Stored items from a collection
********************
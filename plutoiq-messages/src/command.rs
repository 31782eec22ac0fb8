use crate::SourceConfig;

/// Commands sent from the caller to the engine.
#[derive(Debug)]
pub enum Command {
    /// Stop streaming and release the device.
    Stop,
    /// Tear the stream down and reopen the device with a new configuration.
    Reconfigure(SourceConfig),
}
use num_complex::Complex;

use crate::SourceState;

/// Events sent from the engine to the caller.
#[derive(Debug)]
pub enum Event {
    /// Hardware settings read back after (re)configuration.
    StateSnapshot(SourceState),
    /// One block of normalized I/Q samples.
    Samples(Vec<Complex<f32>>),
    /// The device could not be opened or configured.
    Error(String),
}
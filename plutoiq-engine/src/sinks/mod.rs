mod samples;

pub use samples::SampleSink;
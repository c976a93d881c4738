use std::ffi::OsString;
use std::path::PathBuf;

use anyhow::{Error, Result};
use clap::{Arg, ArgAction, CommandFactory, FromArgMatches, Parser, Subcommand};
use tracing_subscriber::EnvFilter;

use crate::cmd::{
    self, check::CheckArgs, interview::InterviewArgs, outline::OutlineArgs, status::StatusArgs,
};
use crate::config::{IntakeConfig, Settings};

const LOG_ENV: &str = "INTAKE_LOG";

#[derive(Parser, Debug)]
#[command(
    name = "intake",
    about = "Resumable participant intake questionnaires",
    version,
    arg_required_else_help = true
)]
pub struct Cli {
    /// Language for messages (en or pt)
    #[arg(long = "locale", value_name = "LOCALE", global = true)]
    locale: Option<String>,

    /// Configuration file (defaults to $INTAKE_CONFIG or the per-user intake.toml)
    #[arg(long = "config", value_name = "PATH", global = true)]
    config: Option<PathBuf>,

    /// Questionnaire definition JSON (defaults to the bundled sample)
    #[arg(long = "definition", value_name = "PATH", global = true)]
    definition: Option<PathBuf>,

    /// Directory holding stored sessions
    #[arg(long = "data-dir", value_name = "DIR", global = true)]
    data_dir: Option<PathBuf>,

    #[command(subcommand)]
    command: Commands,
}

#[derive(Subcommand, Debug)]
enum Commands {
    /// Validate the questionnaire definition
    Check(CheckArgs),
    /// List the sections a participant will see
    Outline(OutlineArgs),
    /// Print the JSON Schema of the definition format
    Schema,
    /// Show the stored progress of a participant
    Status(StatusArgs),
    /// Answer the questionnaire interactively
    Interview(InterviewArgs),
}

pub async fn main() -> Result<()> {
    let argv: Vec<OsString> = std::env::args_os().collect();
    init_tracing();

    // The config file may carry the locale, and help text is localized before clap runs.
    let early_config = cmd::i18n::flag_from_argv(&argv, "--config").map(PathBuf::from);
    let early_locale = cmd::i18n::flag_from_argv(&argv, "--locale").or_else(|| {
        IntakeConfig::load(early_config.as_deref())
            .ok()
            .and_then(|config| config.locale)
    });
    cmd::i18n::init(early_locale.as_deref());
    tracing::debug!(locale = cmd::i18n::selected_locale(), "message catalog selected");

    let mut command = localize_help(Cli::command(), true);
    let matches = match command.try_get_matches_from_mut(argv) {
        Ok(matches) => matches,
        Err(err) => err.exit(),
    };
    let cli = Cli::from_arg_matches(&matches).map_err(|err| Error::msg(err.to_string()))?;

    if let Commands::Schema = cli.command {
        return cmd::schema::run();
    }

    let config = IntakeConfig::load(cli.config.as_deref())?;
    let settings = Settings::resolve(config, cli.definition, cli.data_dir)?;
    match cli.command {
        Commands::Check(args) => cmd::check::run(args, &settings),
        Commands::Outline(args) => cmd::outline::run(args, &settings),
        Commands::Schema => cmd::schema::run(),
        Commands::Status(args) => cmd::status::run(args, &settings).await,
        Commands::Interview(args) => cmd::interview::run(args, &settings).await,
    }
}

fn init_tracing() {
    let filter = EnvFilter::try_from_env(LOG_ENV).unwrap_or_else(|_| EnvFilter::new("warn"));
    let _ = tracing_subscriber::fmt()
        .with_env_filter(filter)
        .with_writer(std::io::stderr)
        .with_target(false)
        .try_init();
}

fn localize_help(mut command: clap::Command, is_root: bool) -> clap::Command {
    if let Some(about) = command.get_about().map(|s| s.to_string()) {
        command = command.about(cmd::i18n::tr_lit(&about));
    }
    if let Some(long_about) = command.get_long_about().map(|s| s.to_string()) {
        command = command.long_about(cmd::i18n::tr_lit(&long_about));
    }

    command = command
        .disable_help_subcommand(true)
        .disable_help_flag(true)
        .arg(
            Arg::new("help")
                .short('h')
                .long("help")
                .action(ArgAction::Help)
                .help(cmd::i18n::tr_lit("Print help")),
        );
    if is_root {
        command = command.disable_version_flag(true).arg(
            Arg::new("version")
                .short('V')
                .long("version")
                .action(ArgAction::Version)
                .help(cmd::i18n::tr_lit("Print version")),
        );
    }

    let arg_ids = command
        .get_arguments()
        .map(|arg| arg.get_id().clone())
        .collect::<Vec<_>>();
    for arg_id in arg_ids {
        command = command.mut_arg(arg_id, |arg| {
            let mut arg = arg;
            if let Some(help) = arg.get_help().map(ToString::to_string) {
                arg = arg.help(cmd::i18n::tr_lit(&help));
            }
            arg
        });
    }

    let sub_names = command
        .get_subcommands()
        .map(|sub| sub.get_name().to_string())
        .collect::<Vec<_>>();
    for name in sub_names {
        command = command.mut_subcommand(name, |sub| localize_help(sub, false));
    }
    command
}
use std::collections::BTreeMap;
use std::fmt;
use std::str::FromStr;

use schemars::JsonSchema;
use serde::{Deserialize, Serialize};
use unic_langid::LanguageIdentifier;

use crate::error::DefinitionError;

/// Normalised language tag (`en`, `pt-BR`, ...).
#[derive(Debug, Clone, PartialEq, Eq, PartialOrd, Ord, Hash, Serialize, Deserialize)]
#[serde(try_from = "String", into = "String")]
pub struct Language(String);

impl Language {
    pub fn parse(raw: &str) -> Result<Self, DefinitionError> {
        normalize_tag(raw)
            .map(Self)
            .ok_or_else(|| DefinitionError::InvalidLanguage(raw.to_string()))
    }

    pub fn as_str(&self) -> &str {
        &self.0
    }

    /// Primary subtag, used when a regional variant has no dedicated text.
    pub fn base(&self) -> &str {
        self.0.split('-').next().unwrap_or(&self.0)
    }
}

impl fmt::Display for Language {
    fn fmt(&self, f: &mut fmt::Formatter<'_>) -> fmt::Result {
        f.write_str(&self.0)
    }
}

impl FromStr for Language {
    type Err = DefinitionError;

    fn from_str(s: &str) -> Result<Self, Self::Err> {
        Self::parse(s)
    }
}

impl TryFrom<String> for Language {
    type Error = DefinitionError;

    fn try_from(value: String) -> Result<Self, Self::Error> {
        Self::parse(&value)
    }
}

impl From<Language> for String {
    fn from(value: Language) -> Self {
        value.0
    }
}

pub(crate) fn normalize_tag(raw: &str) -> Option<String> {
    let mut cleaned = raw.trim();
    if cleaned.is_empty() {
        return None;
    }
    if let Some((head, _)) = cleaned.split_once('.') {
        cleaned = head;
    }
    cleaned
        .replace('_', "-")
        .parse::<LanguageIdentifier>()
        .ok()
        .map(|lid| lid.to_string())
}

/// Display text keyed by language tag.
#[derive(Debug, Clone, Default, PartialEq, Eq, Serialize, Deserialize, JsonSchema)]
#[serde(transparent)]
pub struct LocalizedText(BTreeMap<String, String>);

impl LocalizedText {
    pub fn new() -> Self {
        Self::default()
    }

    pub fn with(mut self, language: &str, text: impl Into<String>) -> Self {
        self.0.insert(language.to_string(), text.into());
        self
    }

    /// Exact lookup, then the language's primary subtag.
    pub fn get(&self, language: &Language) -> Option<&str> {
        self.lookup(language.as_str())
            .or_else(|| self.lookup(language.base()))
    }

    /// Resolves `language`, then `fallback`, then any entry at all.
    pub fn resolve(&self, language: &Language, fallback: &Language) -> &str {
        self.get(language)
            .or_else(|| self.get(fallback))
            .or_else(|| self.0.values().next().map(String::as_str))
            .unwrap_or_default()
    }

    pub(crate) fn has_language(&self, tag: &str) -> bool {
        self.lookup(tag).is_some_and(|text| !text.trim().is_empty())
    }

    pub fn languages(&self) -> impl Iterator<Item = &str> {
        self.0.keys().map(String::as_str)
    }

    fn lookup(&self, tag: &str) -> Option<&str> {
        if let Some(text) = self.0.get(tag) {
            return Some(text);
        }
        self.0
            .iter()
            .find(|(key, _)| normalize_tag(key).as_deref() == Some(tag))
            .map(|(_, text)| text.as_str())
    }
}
********************
**About this exercise:** Work out the number of lines above that include the string "caller" and write only that number.

**Exercise answer:** 2